### WHAT YOU HAVE TO DO
Starting with the line that contains "#[derive(Debug, Clone, Copy, PartialEq, Eq)]" and stopping after the line that contains "#[derive(Debug, Clone, PartialEq, Eq)]", copy the entries below exactly. Include nothing else.
───── GIVEN RECORDS ─────
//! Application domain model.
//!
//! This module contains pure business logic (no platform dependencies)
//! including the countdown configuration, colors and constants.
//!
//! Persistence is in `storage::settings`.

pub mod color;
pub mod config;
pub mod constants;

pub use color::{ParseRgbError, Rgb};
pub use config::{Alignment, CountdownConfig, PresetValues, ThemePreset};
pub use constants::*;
─────
───── GIVEN RECORDS ─────
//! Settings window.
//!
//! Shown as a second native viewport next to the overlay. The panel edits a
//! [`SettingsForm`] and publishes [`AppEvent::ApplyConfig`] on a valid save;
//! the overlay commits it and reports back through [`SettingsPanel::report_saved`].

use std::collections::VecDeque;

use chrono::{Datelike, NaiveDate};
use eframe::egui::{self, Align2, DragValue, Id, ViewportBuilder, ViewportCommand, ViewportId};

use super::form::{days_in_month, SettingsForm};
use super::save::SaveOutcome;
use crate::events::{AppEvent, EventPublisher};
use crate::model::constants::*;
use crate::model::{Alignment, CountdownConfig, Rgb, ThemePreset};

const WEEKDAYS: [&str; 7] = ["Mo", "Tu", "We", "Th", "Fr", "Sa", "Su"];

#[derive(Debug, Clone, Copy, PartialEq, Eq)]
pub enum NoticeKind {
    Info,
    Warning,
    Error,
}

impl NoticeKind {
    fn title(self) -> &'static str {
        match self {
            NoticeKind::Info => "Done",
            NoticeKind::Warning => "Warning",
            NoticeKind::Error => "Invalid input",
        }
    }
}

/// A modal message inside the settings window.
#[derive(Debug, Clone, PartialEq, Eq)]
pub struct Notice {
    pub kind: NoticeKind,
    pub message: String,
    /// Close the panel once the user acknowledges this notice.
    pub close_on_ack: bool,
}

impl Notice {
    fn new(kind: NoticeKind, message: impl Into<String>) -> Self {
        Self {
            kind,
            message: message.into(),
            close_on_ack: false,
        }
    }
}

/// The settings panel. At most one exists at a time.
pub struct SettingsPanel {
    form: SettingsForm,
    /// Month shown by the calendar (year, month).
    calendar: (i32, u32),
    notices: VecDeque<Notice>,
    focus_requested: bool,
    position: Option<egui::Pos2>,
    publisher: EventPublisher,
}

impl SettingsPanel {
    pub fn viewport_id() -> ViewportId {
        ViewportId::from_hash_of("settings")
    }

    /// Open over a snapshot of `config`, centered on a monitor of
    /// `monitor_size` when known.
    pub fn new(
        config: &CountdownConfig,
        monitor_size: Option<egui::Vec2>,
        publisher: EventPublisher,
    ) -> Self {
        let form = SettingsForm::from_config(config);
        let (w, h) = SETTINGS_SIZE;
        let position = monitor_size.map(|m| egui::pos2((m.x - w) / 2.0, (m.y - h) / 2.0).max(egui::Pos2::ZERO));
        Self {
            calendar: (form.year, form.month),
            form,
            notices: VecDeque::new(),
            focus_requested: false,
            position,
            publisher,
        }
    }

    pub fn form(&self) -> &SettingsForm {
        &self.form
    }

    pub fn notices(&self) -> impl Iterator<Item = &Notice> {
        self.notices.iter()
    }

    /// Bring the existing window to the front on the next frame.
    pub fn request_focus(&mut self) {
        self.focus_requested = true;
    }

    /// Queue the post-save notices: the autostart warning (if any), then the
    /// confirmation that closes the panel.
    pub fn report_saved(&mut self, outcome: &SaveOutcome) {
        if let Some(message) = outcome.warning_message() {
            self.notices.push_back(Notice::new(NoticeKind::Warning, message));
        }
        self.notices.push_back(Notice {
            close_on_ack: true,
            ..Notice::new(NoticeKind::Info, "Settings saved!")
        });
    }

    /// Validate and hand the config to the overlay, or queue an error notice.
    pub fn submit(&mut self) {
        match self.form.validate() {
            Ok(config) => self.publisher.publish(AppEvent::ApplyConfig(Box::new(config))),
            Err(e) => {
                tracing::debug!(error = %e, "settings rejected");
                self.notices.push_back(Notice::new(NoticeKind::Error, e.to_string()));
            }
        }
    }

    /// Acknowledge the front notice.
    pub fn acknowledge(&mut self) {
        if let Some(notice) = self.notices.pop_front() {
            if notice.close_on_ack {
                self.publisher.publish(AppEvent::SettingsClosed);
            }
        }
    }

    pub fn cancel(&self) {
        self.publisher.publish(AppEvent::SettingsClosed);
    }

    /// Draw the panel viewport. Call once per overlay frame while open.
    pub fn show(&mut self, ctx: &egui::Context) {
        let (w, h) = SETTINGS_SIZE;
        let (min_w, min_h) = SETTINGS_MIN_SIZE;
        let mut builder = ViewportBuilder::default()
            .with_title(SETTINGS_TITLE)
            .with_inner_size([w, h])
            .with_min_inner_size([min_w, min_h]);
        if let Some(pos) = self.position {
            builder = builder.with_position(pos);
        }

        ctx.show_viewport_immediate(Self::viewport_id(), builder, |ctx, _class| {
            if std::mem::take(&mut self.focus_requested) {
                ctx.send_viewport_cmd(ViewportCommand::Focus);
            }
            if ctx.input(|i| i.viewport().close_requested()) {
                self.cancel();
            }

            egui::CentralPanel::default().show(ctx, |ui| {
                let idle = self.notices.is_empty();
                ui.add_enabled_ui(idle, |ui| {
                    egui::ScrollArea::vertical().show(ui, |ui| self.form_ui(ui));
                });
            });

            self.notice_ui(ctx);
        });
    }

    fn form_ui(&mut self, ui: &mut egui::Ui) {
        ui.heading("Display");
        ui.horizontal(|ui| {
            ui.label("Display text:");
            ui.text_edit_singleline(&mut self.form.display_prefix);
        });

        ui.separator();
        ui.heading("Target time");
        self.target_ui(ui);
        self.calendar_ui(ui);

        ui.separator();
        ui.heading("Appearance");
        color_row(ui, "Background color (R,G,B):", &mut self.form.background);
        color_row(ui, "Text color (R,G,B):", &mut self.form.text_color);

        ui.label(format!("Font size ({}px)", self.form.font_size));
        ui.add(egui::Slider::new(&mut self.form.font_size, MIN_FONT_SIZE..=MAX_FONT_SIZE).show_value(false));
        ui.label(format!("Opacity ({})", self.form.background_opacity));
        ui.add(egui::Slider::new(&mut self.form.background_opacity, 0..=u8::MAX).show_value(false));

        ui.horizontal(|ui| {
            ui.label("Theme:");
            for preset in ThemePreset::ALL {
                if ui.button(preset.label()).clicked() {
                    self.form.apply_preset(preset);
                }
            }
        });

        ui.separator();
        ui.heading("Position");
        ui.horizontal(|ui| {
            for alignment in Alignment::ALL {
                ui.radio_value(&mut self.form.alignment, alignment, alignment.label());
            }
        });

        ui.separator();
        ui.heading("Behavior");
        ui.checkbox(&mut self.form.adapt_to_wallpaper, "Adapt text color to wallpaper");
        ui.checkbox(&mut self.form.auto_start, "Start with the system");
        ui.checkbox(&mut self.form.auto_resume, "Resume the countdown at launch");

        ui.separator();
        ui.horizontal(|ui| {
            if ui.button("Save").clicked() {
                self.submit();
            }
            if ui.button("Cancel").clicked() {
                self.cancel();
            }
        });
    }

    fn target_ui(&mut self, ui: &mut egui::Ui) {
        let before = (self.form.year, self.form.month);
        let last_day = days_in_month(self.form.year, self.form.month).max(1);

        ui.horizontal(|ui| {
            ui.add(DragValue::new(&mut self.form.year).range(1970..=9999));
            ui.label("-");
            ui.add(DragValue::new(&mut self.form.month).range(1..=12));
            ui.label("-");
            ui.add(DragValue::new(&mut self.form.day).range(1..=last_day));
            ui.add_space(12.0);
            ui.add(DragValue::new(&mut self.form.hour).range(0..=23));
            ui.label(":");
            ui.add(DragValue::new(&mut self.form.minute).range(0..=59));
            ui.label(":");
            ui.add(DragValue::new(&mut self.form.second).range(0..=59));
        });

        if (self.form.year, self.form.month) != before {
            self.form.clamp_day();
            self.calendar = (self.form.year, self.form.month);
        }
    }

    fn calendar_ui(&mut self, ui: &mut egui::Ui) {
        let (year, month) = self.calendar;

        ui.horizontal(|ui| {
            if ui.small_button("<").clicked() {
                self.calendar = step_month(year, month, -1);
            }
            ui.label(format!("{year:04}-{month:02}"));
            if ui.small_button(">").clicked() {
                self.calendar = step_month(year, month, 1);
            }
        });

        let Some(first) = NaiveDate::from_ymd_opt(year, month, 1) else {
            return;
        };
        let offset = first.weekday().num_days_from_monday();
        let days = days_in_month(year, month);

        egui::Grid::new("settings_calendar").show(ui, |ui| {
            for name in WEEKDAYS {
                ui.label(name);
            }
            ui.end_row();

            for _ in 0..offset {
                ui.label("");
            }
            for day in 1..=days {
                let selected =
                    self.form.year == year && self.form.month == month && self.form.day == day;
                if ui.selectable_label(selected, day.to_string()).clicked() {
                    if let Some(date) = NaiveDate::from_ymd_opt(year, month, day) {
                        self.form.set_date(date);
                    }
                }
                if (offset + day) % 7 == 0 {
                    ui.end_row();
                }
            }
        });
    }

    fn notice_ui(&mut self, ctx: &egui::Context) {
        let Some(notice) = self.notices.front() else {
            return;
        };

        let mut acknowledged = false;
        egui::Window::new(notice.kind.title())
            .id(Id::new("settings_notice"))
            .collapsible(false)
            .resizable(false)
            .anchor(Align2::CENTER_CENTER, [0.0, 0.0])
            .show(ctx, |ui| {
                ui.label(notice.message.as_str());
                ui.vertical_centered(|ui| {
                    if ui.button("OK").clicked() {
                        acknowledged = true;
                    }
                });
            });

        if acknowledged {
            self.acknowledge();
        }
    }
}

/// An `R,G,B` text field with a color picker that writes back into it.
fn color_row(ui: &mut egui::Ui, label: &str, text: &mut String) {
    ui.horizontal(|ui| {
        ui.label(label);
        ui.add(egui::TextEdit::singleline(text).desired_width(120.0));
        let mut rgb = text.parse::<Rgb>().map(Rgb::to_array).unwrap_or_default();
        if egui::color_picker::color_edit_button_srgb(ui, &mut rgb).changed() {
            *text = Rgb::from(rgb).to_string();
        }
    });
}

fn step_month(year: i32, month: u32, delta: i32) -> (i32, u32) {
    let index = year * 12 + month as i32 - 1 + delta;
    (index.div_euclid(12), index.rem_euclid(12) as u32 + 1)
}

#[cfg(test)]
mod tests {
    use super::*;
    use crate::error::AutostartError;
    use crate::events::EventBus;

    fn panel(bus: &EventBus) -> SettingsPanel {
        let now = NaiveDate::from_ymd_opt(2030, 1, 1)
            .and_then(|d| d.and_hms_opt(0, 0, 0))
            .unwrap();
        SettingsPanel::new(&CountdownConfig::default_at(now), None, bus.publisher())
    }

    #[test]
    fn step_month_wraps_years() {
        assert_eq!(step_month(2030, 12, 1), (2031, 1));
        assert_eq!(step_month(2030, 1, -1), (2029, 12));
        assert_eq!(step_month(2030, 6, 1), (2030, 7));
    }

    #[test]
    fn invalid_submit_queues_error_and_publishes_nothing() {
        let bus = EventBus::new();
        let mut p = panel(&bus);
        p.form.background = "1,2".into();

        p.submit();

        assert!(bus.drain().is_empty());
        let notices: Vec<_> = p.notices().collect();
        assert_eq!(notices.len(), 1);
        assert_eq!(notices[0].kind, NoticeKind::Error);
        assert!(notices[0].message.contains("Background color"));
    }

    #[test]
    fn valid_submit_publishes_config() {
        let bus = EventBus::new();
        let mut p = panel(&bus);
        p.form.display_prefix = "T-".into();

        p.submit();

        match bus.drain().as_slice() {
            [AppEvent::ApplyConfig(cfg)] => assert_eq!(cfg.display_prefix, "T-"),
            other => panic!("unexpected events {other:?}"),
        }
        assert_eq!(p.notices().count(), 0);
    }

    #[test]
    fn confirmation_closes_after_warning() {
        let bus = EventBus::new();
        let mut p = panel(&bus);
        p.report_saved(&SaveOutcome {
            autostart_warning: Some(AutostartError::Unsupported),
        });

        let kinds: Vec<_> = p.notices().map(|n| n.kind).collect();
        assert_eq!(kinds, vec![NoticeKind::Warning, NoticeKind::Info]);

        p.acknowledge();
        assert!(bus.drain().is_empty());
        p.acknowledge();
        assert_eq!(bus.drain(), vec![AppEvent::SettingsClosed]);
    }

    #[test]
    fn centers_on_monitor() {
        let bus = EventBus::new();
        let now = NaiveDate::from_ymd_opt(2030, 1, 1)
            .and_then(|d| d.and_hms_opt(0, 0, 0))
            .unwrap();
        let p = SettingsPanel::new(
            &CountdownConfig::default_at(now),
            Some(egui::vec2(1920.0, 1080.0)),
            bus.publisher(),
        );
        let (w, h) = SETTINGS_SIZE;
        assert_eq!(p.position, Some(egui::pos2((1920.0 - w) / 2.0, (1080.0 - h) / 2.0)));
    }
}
─────
───── GIVEN RECORDS ─────
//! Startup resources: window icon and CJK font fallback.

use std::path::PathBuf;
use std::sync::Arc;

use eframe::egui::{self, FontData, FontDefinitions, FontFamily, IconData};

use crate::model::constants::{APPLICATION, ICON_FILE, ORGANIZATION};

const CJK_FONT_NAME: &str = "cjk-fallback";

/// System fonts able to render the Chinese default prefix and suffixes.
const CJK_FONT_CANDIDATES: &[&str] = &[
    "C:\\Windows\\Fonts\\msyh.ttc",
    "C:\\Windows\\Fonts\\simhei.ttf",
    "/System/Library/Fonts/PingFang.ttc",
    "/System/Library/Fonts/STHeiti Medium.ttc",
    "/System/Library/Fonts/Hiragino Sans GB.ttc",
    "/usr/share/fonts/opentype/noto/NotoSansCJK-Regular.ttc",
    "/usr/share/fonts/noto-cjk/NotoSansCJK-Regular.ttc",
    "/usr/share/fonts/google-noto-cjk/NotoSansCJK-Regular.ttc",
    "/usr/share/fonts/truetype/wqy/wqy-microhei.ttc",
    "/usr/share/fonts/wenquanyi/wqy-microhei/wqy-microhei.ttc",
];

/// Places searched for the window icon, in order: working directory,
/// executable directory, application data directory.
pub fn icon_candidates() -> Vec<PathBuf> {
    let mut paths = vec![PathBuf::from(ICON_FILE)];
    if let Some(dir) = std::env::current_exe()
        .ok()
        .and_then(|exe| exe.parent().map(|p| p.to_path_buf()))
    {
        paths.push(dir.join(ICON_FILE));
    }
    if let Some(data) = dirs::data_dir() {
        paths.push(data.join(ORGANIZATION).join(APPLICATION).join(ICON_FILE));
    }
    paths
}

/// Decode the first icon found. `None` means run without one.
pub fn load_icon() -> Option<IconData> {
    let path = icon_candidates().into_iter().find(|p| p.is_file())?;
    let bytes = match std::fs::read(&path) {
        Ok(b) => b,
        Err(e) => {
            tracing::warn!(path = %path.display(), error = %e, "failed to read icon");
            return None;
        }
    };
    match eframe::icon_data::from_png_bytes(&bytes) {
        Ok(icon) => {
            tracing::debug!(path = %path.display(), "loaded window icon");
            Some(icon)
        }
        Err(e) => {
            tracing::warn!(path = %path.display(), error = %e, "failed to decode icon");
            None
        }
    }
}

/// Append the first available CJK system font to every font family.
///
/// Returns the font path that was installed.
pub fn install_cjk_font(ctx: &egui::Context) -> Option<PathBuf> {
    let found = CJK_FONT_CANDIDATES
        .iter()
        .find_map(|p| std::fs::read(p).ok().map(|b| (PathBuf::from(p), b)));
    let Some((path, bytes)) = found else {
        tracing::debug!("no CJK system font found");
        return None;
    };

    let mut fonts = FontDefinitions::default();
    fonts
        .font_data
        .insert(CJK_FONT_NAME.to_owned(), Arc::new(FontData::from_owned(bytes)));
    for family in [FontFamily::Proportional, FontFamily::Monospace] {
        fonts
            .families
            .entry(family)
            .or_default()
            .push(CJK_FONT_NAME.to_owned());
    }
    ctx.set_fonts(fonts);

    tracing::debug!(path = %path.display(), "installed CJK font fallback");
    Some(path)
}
─────
### WRITTEN RESPONSE
#[derive(Debug, Clone, Copy, PartialEq, Eq)]
pub enum NoticeKind {
    Info,
    Warning,
    Error,
}

impl NoticeKind {
    fn title(self) -> &'static str {
        match self {
            NoticeKind::Info => "Done",
            NoticeKind::Warning => "Warning",
            NoticeKind::Error => "Invalid input",
        }
    }
}

/// A modal message inside the settings window.
#[derive(Debug, Clone, PartialEq, Eq)]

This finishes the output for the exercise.